You could argue, for example, that core cell phone features like battery life, sound quality and simplicity trump Wi-Fi and high-res photos any day. Sure enough, the Treo's removable battery is good for five hours of talk time and an amazing 12 days of standby. The sound quality is excellent, and there's even a speaker phone.

The Treo looks great, too, and its smooth, solid-feeling body feels great in your hand. It's much more compact than a BlackBerry, too, so people will be much less likely to think you're talking into a Pop-Tart.

At 320 by 320 pixels, the bright, gorgeous color screen offers higher resolution that most rivals, meaning supersharp (if tiny) text and graphics. It's also a touch screen--a skinny stylus tucks into the back of the phone--which is handy if you install any of the thousands of Palm-compatible programs available online.
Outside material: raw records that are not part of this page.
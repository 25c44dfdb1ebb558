//! # TMC Core
//!
//! Core business logic for the TMC organ-transplant coordination system: the
//! organ request lifecycle and matching engine.
//!
//! This crate owns:
//! - Request lifecycle state machine (`pending → eligibility-validated →
//!   matched → in-progress → completed`, with cancellation)
//! - SLA deadline computation and breach acknowledgement
//! - Candidate application intake and review
//! - Match authorization (the exactly-once accept/lock-out/transplant commit)
//! - Transplant progression and outcome recording
//!
//! **No API concerns**: HTTP servers and wire DTOs belong in `api-rest` and
//! `api-shared`. External collaborators (candidate directory, notification
//! delivery, audit storage) are consumed through the seams in
//! [`collaborators`]; the engine never owns them.

pub mod application;
pub mod authorizer;
pub mod collaborators;
pub mod eligibility;
pub mod error;
pub mod lifecycle;
pub mod outcome;
pub mod registry;
pub mod request;
pub mod sla;
pub mod store;
pub mod transplant;

mod engine;

pub use application::{Application, ApplicationStatus, SurgeryDetails};
pub use authorizer::{AuthorizedMatch, MatchAuthorizer};
pub use collaborators::{
    AuditEntry, AuditSink, CandidateDirectory, CandidateProfile, EngineEvent, InMemoryDirectory,
    MemoryAuditSink, MemoryDispatcher, NotificationDispatcher, TracingAuditSink, TracingDispatcher,
};
pub use eligibility::{EligibilityPolicy, StandardEligibility};
pub use engine::MatchEngine;
pub use error::{EngineError, EngineResult, EntityKind};
pub use lifecycle::LifecycleService;
pub use outcome::OutcomeRecorder;
pub use registry::ApplicationRegistry;
pub use request::{LifecycleEvent, NewOrganRequest, OrganRequest, RequestStatus, UrgencyLevel};
pub use sla::SlaStatus;
pub use transplant::{
    OrganFunction, SurvivalStatus, Transplant, TransplantOutcome, TransplantStatus,
};

#[cfg(test)]
pub(crate) mod testutil {
    use std::sync::Arc;

    use crate::collaborators::{InMemoryDirectory, MemoryAuditSink, MemoryDispatcher};
    use crate::eligibility::StandardEligibility;
    use crate::request::{NewOrganRequest, UrgencyLevel};
    use crate::{MatchEngine, SurgeryDetails};

    pub struct Harness {
        pub engine: MatchEngine,
        pub directory: Arc<InMemoryDirectory>,
        pub dispatcher: Arc<MemoryDispatcher>,
        pub audit: Arc<MemoryAuditSink>,
    }

    /// Engine wired to in-memory collaborators so tests can observe emitted
    /// events and audit entries.
    pub fn harness() -> Harness {
        let directory = Arc::new(InMemoryDirectory::new());
        let dispatcher = Arc::new(MemoryDispatcher::new());
        let audit = Arc::new(MemoryAuditSink::new());
        let engine = MatchEngine::new(
            directory.clone(),
            dispatcher.clone(),
            audit.clone(),
            Arc::new(StandardEligibility),
        );
        Harness {
            engine,
            directory,
            dispatcher,
            audit,
        }
    }

    pub fn sample_input() -> NewOrganRequest {
        NewOrganRequest {
            hospital_id: "hosp-1".into(),
            patient_name: "Amara Nwosu".into(),
            patient_age: 41,
            blood_type: "O-".into(),
            organ_type: "kidney".into(),
            urgency: UrgencyLevel::Critical,
            medical_condition: "end-stage renal disease".into(),
        }
    }

    pub fn surgery_details() -> SurgeryDetails {
        SurgeryDetails {
            scheduled_date: "2026-09-12T08:00:00Z".into(),
            surgeon_name: "Dr Okafor".into(),
            operating_room: "OR-3".into(),
        }
    }
}
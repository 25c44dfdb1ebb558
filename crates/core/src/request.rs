//! Organ request entity and its status graph.
//!
//! A request moves along `pending → eligibility-validated → matched →
//! in-progress → completed`, with `cancelled` reachable from every
//! non-terminal state. The lifecycle log is append-only: entries are never
//! reordered or deleted, so the log doubles as the request's audit trail of
//! stage changes.

use chrono::{DateTime, Utc};
use serde::{Deserialize, Serialize};
use uuid::Uuid;

/// Patient triage priority driving the SLA deadline.
///
/// Immutable after request creation: changing urgency retroactively would
/// corrupt the SLA history of the request.
#[derive(Clone, Copy, Debug, PartialEq, Eq, Serialize, Deserialize)]
#[serde(rename_all = "lowercase")]
pub enum UrgencyLevel {
    Low,
    Medium,
    High,
    Critical,
}

impl std::fmt::Display for UrgencyLevel {
    fn fmt(&self, f: &mut std::fmt::Formatter<'_>) -> std::fmt::Result {
        let name = match self {
            UrgencyLevel::Low => "low",
            UrgencyLevel::Medium => "medium",
            UrgencyLevel::High => "high",
            UrgencyLevel::Critical => "critical",
        };
        write!(f, "{name}")
    }
}

impl std::str::FromStr for UrgencyLevel {
    type Err = String;

    fn from_str(s: &str) -> Result<Self, Self::Err> {
        match s.trim().to_ascii_lowercase().as_str() {
            "low" => Ok(UrgencyLevel::Low),
            "medium" => Ok(UrgencyLevel::Medium),
            "high" => Ok(UrgencyLevel::High),
            "critical" => Ok(UrgencyLevel::Critical),
            other => Err(format!(
                "unknown urgency level '{other}' (expected low, medium, high or critical)"
            )),
        }
    }
}

/// Current lifecycle state of an organ request.
#[derive(Clone, Copy, Debug, PartialEq, Eq, Serialize, Deserialize)]
#[serde(rename_all = "kebab-case")]
pub enum RequestStatus {
    Pending,
    EligibilityValidated,
    Matched,
    InProgress,
    Completed,
    Cancelled,
}

impl RequestStatus {
    /// Whether the request has reached a soft-terminal state.
    pub fn is_terminal(&self) -> bool {
        matches!(self, RequestStatus::Completed | RequestStatus::Cancelled)
    }

    /// Whether new candidate applications may still be submitted.
    ///
    /// Intake closes as soon as the request is matched, cancelled or
    /// completed.
    pub fn accepts_applications(&self) -> bool {
        matches!(
            self,
            RequestStatus::Pending | RequestStatus::EligibilityValidated
        )
    }

    /// Whether an application on this request may still be authorized.
    pub fn is_matchable(&self) -> bool {
        matches!(
            self,
            RequestStatus::Pending | RequestStatus::EligibilityValidated
        )
    }
}

impl std::fmt::Display for RequestStatus {
    fn fmt(&self, f: &mut std::fmt::Formatter<'_>) -> std::fmt::Result {
        let name = match self {
            RequestStatus::Pending => "pending",
            RequestStatus::EligibilityValidated => "eligibility-validated",
            RequestStatus::Matched => "matched",
            RequestStatus::InProgress => "in-progress",
            RequestStatus::Completed => "completed",
            RequestStatus::Cancelled => "cancelled",
        };
        write!(f, "{name}")
    }
}

/// One append-only entry in a request's lifecycle log.
#[derive(Clone, Debug, PartialEq, Eq, Serialize, Deserialize)]
pub struct LifecycleEvent {
    /// Stage label, e.g. `created`, `eligibility-validated`, `matched`.
    pub stage: String,
    pub timestamp: DateTime<Utc>,
    pub notes: Option<String>,
}

/// Input for creating a new organ request.
///
/// The patient snapshot is captured verbatim at creation time; the owning
/// hospital is a reference to an external collaborator and is immutable
/// afterwards.
#[derive(Clone, Debug, Deserialize)]
pub struct NewOrganRequest {
    pub hospital_id: String,
    pub patient_name: String,
    pub patient_age: u8,
    pub blood_type: String,
    pub organ_type: String,
    pub urgency: UrgencyLevel,
    pub medical_condition: String,
}

/// A patient's organ request, from creation through matching to outcome.
///
/// Requests are never hard-deleted; `completed` and `cancelled` are
/// soft-terminal.
#[derive(Clone, Debug, Serialize, Deserialize)]
pub struct OrganRequest {
    /// Internal identity.
    pub id: Uuid,
    /// Human-readable request code, e.g. `OR-550E8400`.
    pub code: String,
    /// Owning hospital reference. Immutable after creation.
    pub hospital_id: String,

    pub patient_name: String,
    pub patient_age: u8,
    pub blood_type: String,
    pub organ_type: String,
    pub urgency: UrgencyLevel,
    pub medical_condition: String,

    pub status: RequestStatus,
    pub created_at: DateTime<Utc>,
    pub updated_at: DateTime<Utc>,

    /// Set at most once, by `record_sla_breach`.
    pub sla_breached_at: Option<DateTime<Utc>>,
    /// Required once a breach has been acknowledged.
    pub sla_delay_reason: Option<String>,

    pub lifecycle_log: Vec<LifecycleEvent>,
}

impl OrganRequest {
    /// Builds a new `pending` request from validated intake data.
    pub(crate) fn create(input: NewOrganRequest, now: DateTime<Utc>) -> Self {
        let id = Uuid::new_v4();
        let code = format!("OR-{}", &id.simple().to_string()[..8].to_uppercase());
        let mut request = OrganRequest {
            id,
            code,
            hospital_id: input.hospital_id,
            patient_name: input.patient_name,
            patient_age: input.patient_age,
            blood_type: input.blood_type,
            organ_type: input.organ_type,
            urgency: input.urgency,
            medical_condition: input.medical_condition,
            status: RequestStatus::Pending,
            created_at: now,
            updated_at: now,
            sla_breached_at: None,
            sla_delay_reason: None,
            lifecycle_log: Vec::new(),
        };
        request.log_stage("created", None, now);
        request
    }

    /// Appends a lifecycle event and bumps `updated_at`.
    pub(crate) fn log_stage(
        &mut self,
        stage: &str,
        notes: Option<String>,
        now: DateTime<Utc>,
    ) {
        self.lifecycle_log.push(LifecycleEvent {
            stage: stage.to_owned(),
            timestamp: now,
            notes,
        });
        self.updated_at = now;
    }
}

#[cfg(test)]
mod tests {
    use super::*;

    #[test]
    fn test_create_starts_pending_with_created_event() {
        let now = Utc::now();
        let request = OrganRequest::create(
            NewOrganRequest {
                hospital_id: "hosp-1".into(),
                patient_name: "Amara Nwosu".into(),
                patient_age: 41,
                blood_type: "O-".into(),
                organ_type: "kidney".into(),
                urgency: UrgencyLevel::High,
                medical_condition: "end-stage renal disease".into(),
            },
            now,
        );

        assert_eq!(request.status, RequestStatus::Pending);
        assert_eq!(request.lifecycle_log.len(), 1);
        assert_eq!(request.lifecycle_log[0].stage, "created");
        assert!(request.code.starts_with("OR-"));
        assert_eq!(request.code.len(), 11);
    }

    #[test]
    fn test_terminal_states() {
        assert!(RequestStatus::Completed.is_terminal());
        assert!(RequestStatus::Cancelled.is_terminal());
        assert!(!RequestStatus::Matched.is_terminal());
        assert!(!RequestStatus::InProgress.is_terminal());
    }

    #[test]
    fn test_application_intake_window() {
        assert!(RequestStatus::Pending.accepts_applications());
        assert!(RequestStatus::EligibilityValidated.accepts_applications());
        assert!(!RequestStatus::Matched.accepts_applications());
        assert!(!RequestStatus::Cancelled.accepts_applications());
        assert!(!RequestStatus::Completed.accepts_applications());
    }

    #[test]
    fn test_urgency_parse() {
        assert_eq!(
            " Critical ".parse::<UrgencyLevel>().unwrap(),
            UrgencyLevel::Critical
        );
        assert!("urgent".parse::<UrgencyLevel>().is_err());
    }
}
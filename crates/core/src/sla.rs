//! SLA clock: urgency-tiered deadlines and breach computation.
//!
//! Everything in this module is a pure deterministic function of its inputs —
//! no state, no side effects, no ambient clock — so it can be unit-tested
//! against frozen timestamps. Urgency-tiered deadlines encode clinical triage
//! priority: a critical request has the tightest window.
//!
//! Breach detection is computed on read; there is no polling daemon in the
//! engine. An external collaborator may poll and acknowledge breaches via
//! `record_sla_breach`, which is where the mandatory delay reason is captured.

use chrono::{DateTime, Duration, Utc};
use serde::{Deserialize, Serialize};

use crate::request::{OrganRequest, UrgencyLevel};

/// Maximum allowed hours from request creation to match, per urgency tier.
pub fn deadline_hours(urgency: UrgencyLevel) -> i64 {
    match urgency {
        UrgencyLevel::Critical => 24,
        UrgencyLevel::High => 48,
        UrgencyLevel::Medium => 72,
        UrgencyLevel::Low => 168,
    }
}

/// Absolute SLA deadline for a request created at `created_at`.
pub fn deadline(created_at: DateTime<Utc>, urgency: UrgencyLevel) -> DateTime<Utc> {
    created_at + Duration::hours(deadline_hours(urgency))
}

/// Time left before the SLA deadline, clamped at zero (never negative).
pub fn remaining(
    created_at: DateTime<Utc>,
    urgency: UrgencyLevel,
    now: DateTime<Utc>,
) -> Duration {
    let left = deadline(created_at, urgency) - now;
    left.max(Duration::zero())
}

/// Whether the SLA is breached: the deadline has passed, or a breach has been
/// explicitly acknowledged.
pub fn is_breached(remaining: Duration, explicit_breach: bool) -> bool {
    remaining <= Duration::zero() || explicit_breach
}

/// Read model for a request's SLA position, computed on demand.
#[derive(Clone, Debug, Serialize, Deserialize)]
pub struct SlaStatus {
    pub deadline: DateTime<Utc>,
    /// Whole seconds left; zero once the deadline has passed.
    pub remaining_seconds: i64,
    pub breached: bool,
    pub breached_at: Option<DateTime<Utc>>,
    pub delay_reason: Option<String>,
}

impl SlaStatus {
    /// Computes the SLA position of `request` as of `now`.
    pub fn of(request: &OrganRequest, now: DateTime<Utc>) -> Self {
        let left = remaining(request.created_at, request.urgency, now);
        SlaStatus {
            deadline: deadline(request.created_at, request.urgency),
            remaining_seconds: left.num_seconds(),
            breached: is_breached(left, request.sla_breached_at.is_some()),
            breached_at: request.sla_breached_at,
            delay_reason: request.sla_delay_reason.clone(),
        }
    }
}

#[cfg(test)]
mod tests {
    use super::*;
    use chrono::TimeZone;

    fn t0() -> DateTime<Utc> {
        Utc.with_ymd_and_hms(2026, 3, 14, 9, 0, 0).unwrap()
    }

    #[test]
    fn test_deadline_hours_per_tier() {
        assert_eq!(deadline_hours(UrgencyLevel::Critical), 24);
        assert_eq!(deadline_hours(UrgencyLevel::High), 48);
        assert_eq!(deadline_hours(UrgencyLevel::Medium), 72);
        assert_eq!(deadline_hours(UrgencyLevel::Low), 168);
    }

    #[test]
    fn test_critical_window_before_and_after_deadline() {
        // Created at T0 with urgency critical: ~1h left at T0+23h, breached
        // at T0+25h with remaining clamped to zero.
        let at_23h = t0() + Duration::hours(23);
        let left = remaining(t0(), UrgencyLevel::Critical, at_23h);
        assert_eq!(left, Duration::hours(1));
        assert!(!is_breached(left, false));

        let at_25h = t0() + Duration::hours(25);
        let left = remaining(t0(), UrgencyLevel::Critical, at_25h);
        assert_eq!(left, Duration::zero());
        assert!(is_breached(left, false));
    }

    #[test]
    fn test_remaining_is_monotonically_non_increasing() {
        for urgency in [
            UrgencyLevel::Low,
            UrgencyLevel::Medium,
            UrgencyLevel::High,
            UrgencyLevel::Critical,
        ] {
            let mut previous = remaining(t0(), urgency, t0());
            for hour in 1..200 {
                let now = t0() + Duration::hours(hour);
                let current = remaining(t0(), urgency, now);
                assert!(
                    current <= previous,
                    "remaining grew between hours {} and {} for {urgency}",
                    hour - 1,
                    hour
                );
                assert!(current >= Duration::zero());
                previous = current;
            }
            // Clamps at exactly zero, never negative.
            assert_eq!(previous, Duration::zero());
        }
    }

    #[test]
    fn test_explicit_breach_flag_overrides_remaining() {
        let left = remaining(t0(), UrgencyLevel::Low, t0() + Duration::hours(1));
        assert!(left > Duration::zero());
        assert!(is_breached(left, true));
        assert!(!is_breached(left, false));
    }

    #[test]
    fn test_exactly_at_deadline_is_breached() {
        let at_deadline = t0() + Duration::hours(24);
        let left = remaining(t0(), UrgencyLevel::Critical, at_deadline);
        assert_eq!(left, Duration::zero());
        assert!(is_breached(left, false));
    }
}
You won't need the stylus, though, when you operate the Treo's built-in software; it's all been beautifully designed for one-handed operation, which is another awfully nice feature to have in a phone.

It's probably hard to imagine getting much writing done with the Treo's tiny thumb-driven keyboard; the keys are the size of partly dissolved Tic Tacs. But you'd be surprised. The keys light up very brightly, they're placed just right, and the tops are scientifically rounded to minimize double-pressing by fat thumbs. The software assists in every possible way, too, auto-capping sentences, auto-inserting apostrophes and auto-switching to number-typing mode when dialing or typing in phone numbers.

The 650 has a reasonably speedy Web browser, and when it comes to e-mail, the Treo practically out-BlackBerrys the BlackBerry. Corporations can buy any of several "push" e-mail programs, meaning your Treo gets messages as they arrive (instead of checking at regular intervals). These programs also offer wireless synching, too; when you delete or file a message on the phone, it's instantly deleted or filed on your PC at work.

If your name doesn't end in Inc., you have other options. You can set up the Treo to check your regular e-mail account every 15 minutes, for example. Or, for $3 a month, individuals can get that same real-time, wireless synching with Yahoo e-mail accounts. That way, you get all the joy of corporate BlackBerry ownership without having either a BlackBerry or a corporation.

The Treo really shines, though, in the little touches that bear the pawprints of obsessive-compulsive designers. For example, it offers to add a newly dialed number to the address book, so you'll have it for next time. You can look up a number in a thousand-name address book just by typing the person's initials--and then dial with one key press. And the Treo's physical Ringer Off switch is so brilliant and useful, it ought to become an FCC requirement.

The Treo is not entirely compromise-free; some might consider a 2-inch-wide keyboard, for example, to be the very definition of a compromise. But it's safe to say that the Treo 650 comes closer to its original "no compromises" goal than anything yet designed.

Will the next Treo offer broadband-speed Internet connections? Will the Treo ever make a substantial dent in the BlackBerry market? Will Palm find ever more convoluted ways to split, merge, separate and re-form?